Would you copy each line of the data below that has "await"?

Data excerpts
▼

//! Signal handling for graceful shutdown

use futures::stream::StreamExt;
use signal_hook::consts::{SIGINT, SIGTERM};
use signal_hook_tokio::Signals;
use tracing::{error, info};

/// Wait for SIGTERM or SIGINT and return the signal number
///
/// If the handler cannot be registered the future never resolves, so the
/// server keeps running and can still be stopped by other means.
pub async fn shutdown_signal() -> i32 {
    let mut signals = match Signals::new([SIGTERM, SIGINT]) {
        Ok(signals) => signals,
        Err(e) => {
            error!("Failed to register signal handler: {}", e);
            return futures::future::pending().await;
        }
    };

    match signals.next().await {
        Some(signal) => {
            info!("Received signal: {}", signal);
            signal
        }
        None => futures::future::pending().await,
    }
}
//! Cue Timer - A countdown timer service with audible cues
//!
//! This is the main entry point for the cue-timer application.

use std::sync::Arc;
use tokio::net::TcpListener;
use tracing::{info, warn};

use cue_timer::{
    api::create_router,
    config::Config,
    services::{AudioCuePlayer, CuePlayer, MutedCuePlayer},
    state::AppState,
    tasks::{console_view_task, IntervalScheduler},
    utils::shutdown_signal,
};

#[tokio::main]
async fn main() -> anyhow::Result<()> {
    let config = Config::parse();

    // Initialize tracing with appropriate log level
    tracing_subscriber::fmt()
        .with_env_filter(format!("cue_timer={},tower_http=info", config.log_level()))
        .init();

    info!("Starting cue-timer v{}", env!("CARGO_PKG_VERSION"));
    info!(
        "Configuration: host={}, port={}, duration={}s, sounds={}",
        config.host,
        config.port,
        config.duration,
        config.sounds_dir.display()
    );

    let cues: Arc<dyn CuePlayer> = if config.mute {
        info!("Sound cues muted");
        Arc::new(MutedCuePlayer)
    } else {
        if !config.sounds_dir.is_dir() {
            warn!(
                "Sounds directory {} does not exist, cues will be skipped",
                config.sounds_dir.display()
            );
        }
        Arc::new(AudioCuePlayer::spawn(config.sounds_dir.clone())?)
    };

    // Create application state
    let state = Arc::new(AppState::new(
        config.port,
        config.host.clone(),
        config.duration,
        Arc::new(IntervalScheduler::new()),
        cues,
    ));

    // Follow the countdown on the console
    tokio::spawn(console_view_task(state.subscribe()));

    // Create HTTP router with all endpoints
    let app = create_router(Arc::clone(&state));

    // Bind to the specified address
    let addr = config.address();
    let listener = TcpListener::bind(&addr).await?;

    info!("Control panel on http://{}", addr);
    info!("Endpoints:");
    info!("  POST /start               - Start or resume the countdown");
    info!("  POST /pause               - Pause the countdown");
    info!("  POST /stop                - Stop and reset to zero");
    info!("  POST /skip                - Skip to zero");
    info!("  PUT  /duration            - Set duration {{\"seconds\": n}}");
    info!("  POST /duration/increment  - Duration +5s");
    info!("  POST /duration/decrement  - Duration -5s");
    info!("  GET  /status              - Time display and status");
    info!("  GET  /events              - Time display as server-sent events");
    info!("  GET  /health              - Health check");

    // Setup graceful shutdown
    let server = axum::serve(listener, app);

    tokio::select! {
        result = server => {
            if let Err(e) = result {
                tracing::error!("Server error: {}", e);
            }
        }
        _ = shutdown_signal() => {
            info!("Shutdown signal received");
        }
    }

    info!("Shutdown complete");
    Ok(())
}
use log::{debug, LevelFilter};

pub fn init_logger(level_filter: LevelFilter) {
    let mut builder = env_logger::Builder::new();
    builder
        .filter_level(level_filter)
        .format_timestamp_millis()
        .parse_default_env();
    if builder.try_init().is_ok() {
        debug!("Logger initialized with level: {}", level_filter);
    }
}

▲

Final answer
            return futures::future::pending().await;
    match signals.next().await {
        None => futures::future::pending().await,
    let listener = TcpListener::bind(&addr).await?;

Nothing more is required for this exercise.